I am trying to use the images found here to deploy a VM to GCP's Compute Engine with a GPU enabled. I have successfully created a VM from a publicly available NVIDIA image (e.g. nvidia-gpu-cloud-image-2022061
from the nvidia-ngc-public
project) to create a VM, but the VM forces a prompt to install drivers upon being started. So, I have to SSH into the VM to manually install the GPU drivers by answering 'y' to the install drivers prompt. It will then install the drivers.

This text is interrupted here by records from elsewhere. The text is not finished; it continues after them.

//! Error Types
//!
//! This module defines the error types used throughout the engine.
//!
//! # Overview
//!
//! The main error type [`QuadRayError`] covers all failure modes including:
//! - Arena/allocator exhaustion
//! - Malformed scene literals
//! - Polyhedron generation limits
//! - Worker-thread failures
//! - Unsupported SIMD targets
//!
//! # Usage
//!
//! All public APIs return [`Result<T>`] which is an alias for
//! `std::result::Result<T, QuadRayError>`.
//!
//! ```rust,ignore
//! use quadray_core::errors::{QuadRayError, Result};
//!
//! fn build_scene() -> Result<()> {
//!     Ok(())
//! }
//! ```

use thiserror::Error;

/// The main error type for the QuadRay engine.
///
/// Construction-time errors (see [`QuadRayError::MalformedScene`],
/// [`QuadRayError::AllocExhausted`]) abort scene creation entirely — no
/// partial scene survives. Per-frame errors ([`QuadRayError::WorkerFailure`])
/// abort only the current frame; the scene remains valid for the next one.
#[derive(Error, Debug)]
pub enum QuadRayError {
    // ========================================================================
    // Scene construction errors
    // ========================================================================
    /// A required pointer/handle in a scene literal was null, or a child
    /// count did not match the payload, or an unknown tag appeared where
    /// unknowns are not accepted.
    #[error("malformed scene: {0}")]
    MalformedScene(String),

    /// A surface's generated polyhedron would exceed `VERTS_LIMIT`,
    /// `EDGES_LIMIT` or `FACES_LIMIT`.
    #[error("limit exceeded while generating shape geometry: {0}")]
    LimitExceeded(String),

    // ========================================================================
    // Allocation errors
    // ========================================================================
    /// The arena (or the caller-supplied allocator backing it) is exhausted,
    /// or a requested pointer fell outside the allowed address window.
    #[error("arena allocation exhausted: requested {requested} bytes, {available} available")]
    AllocExhausted {
        /// Bytes requested.
        requested: usize,
        /// Bytes remaining in the arena.
        available: usize,
    },

    // ========================================================================
    // Rendering / SIMD backend errors
    // ========================================================================
    /// `set_simd` was asked for a width/type combination with no registered
    /// backend.
    #[error("unsupported SIMD target: width={width:?} variant={variant}")]
    UnsupportedTarget {
        /// Requested lane width.
        width: crate::options::SimdWidth,
        /// Requested backend variant name.
        variant: String,
    },

    // ========================================================================
    // Concurrency errors
    // ========================================================================
    /// A worker thread recorded an error string during a parallel phase;
    /// the frame that triggered it is aborted.
    #[error("worker thread failure: {0}")]
    WorkerFailure(String),

    // ========================================================================
    // I/O errors (texture loads, saved frames — collaborator-propagated)
    // ========================================================================
    /// A texture failed to load, or a saved frame failed to write.
    #[error("I/O error: {0}")]
    IoError(#[from] std::io::Error),
}

/// Alias for `Result<T, QuadRayError>`.
pub type Result<T> = std::result::Result<T, QuadRayError>;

My issue is that I need to automate this GPU driver installation process so that I can cleanly and deterministically (fixed driver version) create these images with drivers installed via CI/CD pipelines. What is the best way to achieve this automation? I would like to avoid creating my own base image and installing all the drivers/dependencies if possible.
I have created a VM with this image using the following command:
gcloud compute instances create $INSTANCE_NAME --project=$PROJECT --zone=$ZONE --machine-type=n1-standard-16 \--maintenance-policy=TERMINATE --network-interface=network-tier=PREMIUM, subnet=default --service-account=my-service-account@$PROJECT.iam.gserviceaccount.com --scopes=https://www.googleapis.com/auth/cloud-platform --accelerator=count=1,type=nvidia-tesla-t4 --image=nvidia-gpu-cloud-image-2022061 --image-project=nvidia-ngc-public --boot-disk-size=200 --boot-disk-type=pd-standard --no-shielded-secure-boot --shielded-vtpm --shielded-integrity-monitoring --reservation-affinity=any --no-restart-on-failure
I have then SSH'd into the VM and answered yes to the prompt.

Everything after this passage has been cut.